IMMORTAL BIRD (usa) - Empress/Abcess (2015)
Label : Broken Limbs Recordings
Sortie du Scud : 14 juillet 2015
Pays : Etats-Unis
Genre : Extreme Blackened Crust
Type : Album
Playtime : 5 Titres - 31 Mins
Fête de l'Indépendance, 4 juillet. Chez nous, la scission entre la noblesse et le peuple se célèbre le 14 juillet. USA vs France, le débat continue mais il y a une chose que je sais. Si la sortie de cet album aux USA le 14 juillet de cette année n'a pas du provoquer de réaction particulière, gageons qu'une parution dix petits jours auparavant aurait créé un séisme.
Pourtant, rien ne dépasse, groupe inconnu, premier album, pas de quoi fouetter un chat ou autre chose. Mais une fois l'objet assimilé et ingurgité, les questions fusent, et adaptons les à sa date de publication. Pensez vous que le 14 juillet 1789, les cris de la foule, des gardiens, des prisonniers auraient pu couvrir un tel raffut ?
Je n'en suis même pas persuadé, et c'est bien ce qui m'effraie.
Effrayé, je l'ai été à l'écoute d'Empress/Abcess. J'ai d'abord été subjugué par la beauté du graphisme de sa pochette, et j'ai suivi mon instinct en me disant que cette grâce du trait devait dissimuler quelque chose d'énorme, sinon de terriblement puissant.
J'avais raison.
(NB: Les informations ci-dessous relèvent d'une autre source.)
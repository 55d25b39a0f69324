//! Collection Maintainer: whole-store validation, cleanup and screening
//!
//! Long runs are driven batch by batch through [`CollectionScan`] with a
//! pause between batches. Every run takes a [`CancellationToken`]; a
//! cancelled run stops at the next batch boundary (or mid-batch, dropping
//! that batch) and never mutates the store.

mod scan;
mod screen;

pub use scan::{CollectionScan, FlaggedWord, ScanProgress, ValidationSummary};
pub use screen::{EXCLUDED_FORMS, ScreenFinding, ScreenReason, form_flag, surface_flag};

use crate::core::normalize;
use crate::error::{Result, ServiceError};
use crate::store::{RemoveOutcome, WordStore};
use crate::validation::{AcceptancePolicy, ValidationCache};
use futures::future::join_all;
use serde::Serialize;
use std::sync::Arc;
use std::time::{Duration, Instant};
use tokio_util::sync::CancellationToken;

#[derive(Debug, Clone)]
pub struct MaintenanceOptions {
    pub batch_size: usize,
    pub batch_pause: Duration,
    pub policy: AcceptancePolicy,
}

impl Default for MaintenanceOptions {
    fn default() -> Self {
        Self {
            batch_size: 20,
            batch_pause: Duration::from_millis(500),
            policy: AcceptancePolicy::default(),
        }
    }
}

#[derive(Debug, Clone, PartialEq, Serialize)]
pub struct CleanupReport {
    pub auto_remove: bool,
    pub summary: ValidationSummary,
    /// Definitively invalid words found
    pub found_invalid: usize,
    pub removed: Vec<String>,
    pub removed_count: usize,
    /// Left in place because the dictionary could not be consulted
    pub skipped_unavailable: usize,
    pub total_before: usize,
    pub total_after: usize,
}

pub struct CollectionMaintainer {
    store: Arc<WordStore>,
    cache: Arc<ValidationCache>,
    options: MaintenanceOptions,
}

impl CollectionMaintainer {
    #[must_use]
    pub fn new(
        store: Arc<WordStore>,
        cache: Arc<ValidationCache>,
        options: MaintenanceOptions,
    ) -> Self {
        Self {
            store,
            cache,
            options,
        }
    }

    /// Fresh scan over the current mirror
    #[must_use]
    pub fn scan(&self) -> CollectionScan {
        CollectionScan::new(self.store.snapshot(), self.options.batch_size)
    }

    /// Drive `scan` to completion or cancellation
    ///
    /// `on_progress` is called after every batch.
    pub async fn run_scan<F>(
        &self,
        scan: &mut CollectionScan,
        cancel: &CancellationToken,
        mut on_progress: F,
    ) -> ValidationSummary
    where
        F: FnMut(&ScanProgress) + Send,
    {
        let policy = self.options.policy;
        while !scan.is_finished() {
            let started = Instant::now();
            let progress = tokio::select! {
                biased;
                () = cancel.cancelled() => break,
                p = scan.step(&self.cache, &policy) => p,
            };
            let Some(progress) = progress else { break };
            tracing::info!(
                batch = progress.batch,
                total_batches = progress.total_batches,
                processed = progress.processed,
                invalid = progress.invalid,
                elapsed_ms = started.elapsed().as_millis() as u64,
                "validated batch"
            );
            on_progress(&progress);

            if !scan.is_finished() && !self.options.batch_pause.is_zero() {
                tokio::select! {
                    biased;
                    () = cancel.cancelled() => break,
                    () = tokio::time::sleep(self.options.batch_pause) => {}
                }
            }
        }

        let summary = scan.summary();
        if !summary.complete {
            tracing::warn!(
                processed = summary.processed,
                total = summary.total_words,
                "collection validation cancelled"
            );
        }
        summary
    }

    /// Validate every word in the store
    ///
    /// A cancelled run returns the partial summary with `complete == false`.
    #[tracing::instrument(skip_all)]
    pub async fn validate_collection<F>(
        &self,
        cancel: &CancellationToken,
        on_progress: F,
    ) -> ValidationSummary
    where
        F: FnMut(&ScanProgress) + Send,
    {
        let started = Instant::now();
        let mut scan = self.scan();
        tracing::info!(total = scan.progress().total, "validating collection");
        let summary = self.run_scan(&mut scan, cancel, on_progress).await;
        tracing::info!(
            processed = summary.processed,
            valid = summary.valid_count,
            invalid = summary.invalid_count,
            unavailable = summary.unavailable_count,
            validity_percentage = summary.validity_percentage,
            elapsed_ms = started.elapsed().as_millis() as u64,
            "collection validated"
        );
        summary
    }

    /// Validate the collection and optionally remove invalid words
    ///
    /// The store is reloaded first. With `auto_remove` a failed reload is
    /// fatal; a dry run carries on against the stale mirror. Words whose
    /// lookup was unavailable are never removed.
    ///
    /// # Errors
    /// - `StorageUnavailable` if the reload fails and `auto_remove` is set
    /// - `Cancelled` if an `auto_remove` run is cancelled; nothing is removed
    /// - `PersistenceFailure` if the removal write fails
    #[tracing::instrument(skip(self, cancel, on_progress))]
    pub async fn cleanup<F>(
        &self,
        auto_remove: bool,
        cancel: &CancellationToken,
        on_progress: F,
    ) -> Result<CleanupReport>
    where
        F: FnMut(&ScanProgress) + Send,
    {
        let started = Instant::now();
        if let Err(e) = self.store.load().await {
            if auto_remove {
                return Err(e);
            }
            tracing::warn!(error = %e, "cleanup dry run on stale collection");
        }

        let total_before = self.store.snapshot().len();
        let summary = self.validate_collection(cancel, on_progress).await;

        let mut report = CleanupReport {
            auto_remove,
            found_invalid: summary.invalid_count,
            removed: Vec::new(),
            removed_count: 0,
            skipped_unavailable: summary.unavailable_count,
            total_before,
            total_after: total_before,
            summary,
        };

        if !auto_remove {
            tracing::info!(
                found = report.found_invalid,
                elapsed_ms = started.elapsed().as_millis() as u64,
                "cleanup dry run finished"
            );
            return Ok(report);
        }
        if !report.summary.complete {
            return Err(ServiceError::Cancelled);
        }
        if report.summary.invalid_words.is_empty() {
            tracing::info!(
                elapsed_ms = started.elapsed().as_millis() as u64,
                "cleanup found nothing to remove"
            );
            return Ok(report);
        }

        let doomed: Vec<&str> = report
            .summary
            .invalid_words
            .iter()
            .map(|f| f.word.as_str())
            .collect();
        let outcomes = self.store.remove_batch(doomed.as_slice()).await?;
        report.removed = outcomes
            .into_iter()
            .filter(|(_, o)| *o == RemoveOutcome::Removed)
            .map(|(w, _)| w)
            .collect();
        report.removed_count = report.removed.len();
        report.total_after = self.store.snapshot().len();
        tracing::info!(
            found = report.found_invalid,
            removed = report.removed_count,
            skipped_unavailable = report.skipped_unavailable,
            elapsed_ms = started.elapsed().as_millis() as u64,
            "cleanup removed invalid words"
        );
        Ok(report)
    }

    /// Screen words for puzzle suitability
    ///
    /// Surface checks run locally; the remaining words are looked up in
    /// batches and judged by their dictionary forms.
    ///
    /// # Errors
    /// `Cancelled` if the token fires before the screen completes.
    pub async fn screen<S: AsRef<str>>(
        &self,
        words: &[S],
        cancel: &CancellationToken,
    ) -> Result<Vec<ScreenFinding>> {
        let started = Instant::now();
        let mut findings = Vec::new();
        let mut pending = Vec::new();
        for raw in words {
            let word = normalize(raw.as_ref());
            match surface_flag(&word) {
                Some(reason) => findings.push(ScreenFinding { word, reason }),
                None => pending.push(word),
            }
        }

        for chunk in pending.chunks(self.options.batch_size.max(1)) {
            let records = tokio::select! {
                biased;
                () = cancel.cancelled() => return Err(ServiceError::Cancelled),
                r = join_all(chunk.iter().map(|w| self.cache.validate(w))) => r,
            };
            findings.extend(records.iter().filter_map(|record| {
                form_flag(record).map(|reason| ScreenFinding {
                    word: record.word.clone(),
                    reason,
                })
            }));
        }
        tracing::info!(
            screened = words.len(),
            flagged = findings.len(),
            elapsed_ms = started.elapsed().as_millis() as u64,
            "screened words"
        );
        Ok(findings)
    }
}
Les deux d'ailleurs, j'avais raison. Et pour un premier album, brasser autant d'influences, les amalgamer avec autant de férocité pour en faire surgir une troisième voie encore plus pétrifiante, c'est en quelque sorte, un tour de force (french, please).
Sans vraiment le savoir, je pensais le trio venu de Brooklyn, ou de Chicago. Il n'y a que les groupes qui viennent de ces quartiers/villes pour capter l'essence même de la brutalité et la redistribuer amplifiée. Bingo, IMMORTAL BIRD, Chicago, Illinois. J'aurai parié un pressage d'origine vinyle d'UNSANE que les gus étaient trois, pas plus.
Re bingo. A force, l'instinct parle, et ne se trompe plus.
IMMORTAL BIRD, l'oiseau immortel. Le Phoenix ? L'analogie est possible, puisqu'une fois envolé, celui ci ne laisse que des cendres derrière lui. Concrètement, le trio s'est formé en 2013, et porte la responsabilité d'un premier EP, Akrasia, dispo pour trois pauvres dollars sur leur Bandcamp. A ce prix là c'est cadeau, et ne vous gênez pas, même en version succincte, l'Illinois, ça vaut toujours le coup.
Des influences pour situer, mais sincèrement, ça ne vaut pas le prix d'un ticket de concert. Parlons de THOU, de NOISEM, pour avoir un cadre, mais celui d'origine est bien plus grand, bien plus usé, et risque de vous filer le tétanos si vous posez vos mains dessus.
Listons, pour le fun. Crust, Black, Chaotic Hardcore, Grind, Powerviolence, Doom, mais sous leurs aspects les plus abjects et dérangeants, brutaux et ascendants. Oui c'est ça, ascendants, puisque cet album est construit comme un souffle, une spirale qui monte en pression et jamais ne se stabilise et encore mois ne retombe. Même les WORLD NARCOSIS dans leurs humeurs les plus noires ne sont parvenus à dresser un tel tableau de la débauche instrumentale, et Dieu sait si pourtant ils en ont frôlé les cimes.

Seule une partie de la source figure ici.